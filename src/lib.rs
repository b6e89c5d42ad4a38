//! # shotsplit
//!
//! Prefetch expensive video frames concurrently and split the frame stream
//! into scenes.
//!
//! `shotsplit` sits between a frame producer (a decoder, a filter graph, a
//! remote render service...) and whatever consumes frames scene by scene. It
//! does two things:
//!
//! - **Prefetching**: [`Prefetcher`] keeps up to `B` frame requests in
//!   flight, waiting only on the oldest, so `N` fetches take roughly `N / B`
//!   single-fetch latencies while frames still arrive strictly in order.
//! - **Segmentation**: [`Segmenter`] turns a per-frame boundary flag into
//!   scenes, merging the clusters of flags that dissolves and fades produce,
//!   ignoring cuts too close to the previous one, and honoring minimum and
//!   maximum scene lengths. Each scene is a lazy [`SceneCursor`] that can
//!   peek at already-fetched frames without consuming them.
//!
//! The crate never decodes media and never computes the boundary signal
//! itself: frames come from a [`FrameSource`] and expose
//! [`Frame::is_boundary`].
//!
//! ## Quick Start
//!
//! ```
//! use shotsplit::{FlagSource, InlineSource, PipelineOptions, Segmenter};
//!
//! let source = InlineSource::new(FlagSource::parse("0 0 0 1 0 0 0 0 1 0 0")?);
//! let options = PipelineOptions::new()
//!     .with_prefetch_depth(4)
//!     .with_min_run(2);
//!
//! let mut segmenter = Segmenter::from_source(source, &options)?;
//! while let Some(scene) = segmenter.next_scene()? {
//!     let start = scene.start_index();
//!     let frames = scene.collect::<Result<Vec<_>, _>>()?;
//!     println!("scene at {start}: {} frames", frames.len());
//! }
//! # Ok::<(), shotsplit::ShotsplitError>(())
//! ```
//!
//! ## Features
//!
//! - **Bounded prefetch**: ring of outstanding requests, in-order delivery,
//!   fetch failures reported with the frame index, restart from the start
//! - **Dissolve contraction and debounce**: composable iterator stages in
//!   [`boundary`], fused into a streaming filter for the segmenter
//! - **Scene cursors**: lookahead, start guard, length cap, strict
//!   exhaustion checks
//! - **Progress & cancellation**: [`ProgressCallback`] and
//!   [`CancellationToken`] threaded through [`PipelineOptions`]
//! - **Validation**: [`ValidationReport`] for option sets
//!
//! ### Optional Features
//!
//! | Feature | Description |
//! |---------|-------------|
//! | `rayon` | `PooledSource` decodes on a dedicated rayon thread pool (enabled by default) |
//! | `async` | `FrameStream`, a Tokio-based prefetching stream |
//! | `full` | Enables all of the above |

pub mod boundary;
pub mod configuration;
pub mod error;
pub mod frame;
pub mod prefetch;
pub mod progress;
#[cfg(feature = "rayon")]
mod rayon;
pub mod segment;
pub mod source;
#[cfg(feature = "async")]
pub mod stream;
pub mod validation;

pub use boundary::{BoundaryFilter, BoundaryRun};
pub use configuration::{DEFAULT_MIN_RUN, DEFAULT_PREFETCH_DEPTH, PipelineOptions};
pub use error::ShotsplitError;
pub use frame::{Frame, FrameCompleter, FrameSource, MarkedFrame, PendingFrame};
pub use prefetch::Prefetcher;
pub use progress::{CancellationToken, OperationType, ProgressCallback, ProgressInfo};
#[cfg(feature = "rayon")]
pub use self::rayon::PooledSource;
pub use segment::{CursorPhase, SceneCursor, SceneSpan, Segmenter};
pub use source::{FlagSource, FrameDecoder, InlineSource};
#[cfg(feature = "async")]
pub use stream::FrameStream;
pub use validation::ValidationReport;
+ + +
[Exercise objective] Copy whichever lines in the listing above hold "that".

[Expected answer]
//!   scenes, merging the clusters of flags that dissolves and fades produce,
//!   maximum scene lengths. Each scene is a lazy [`SceneCursor`] that can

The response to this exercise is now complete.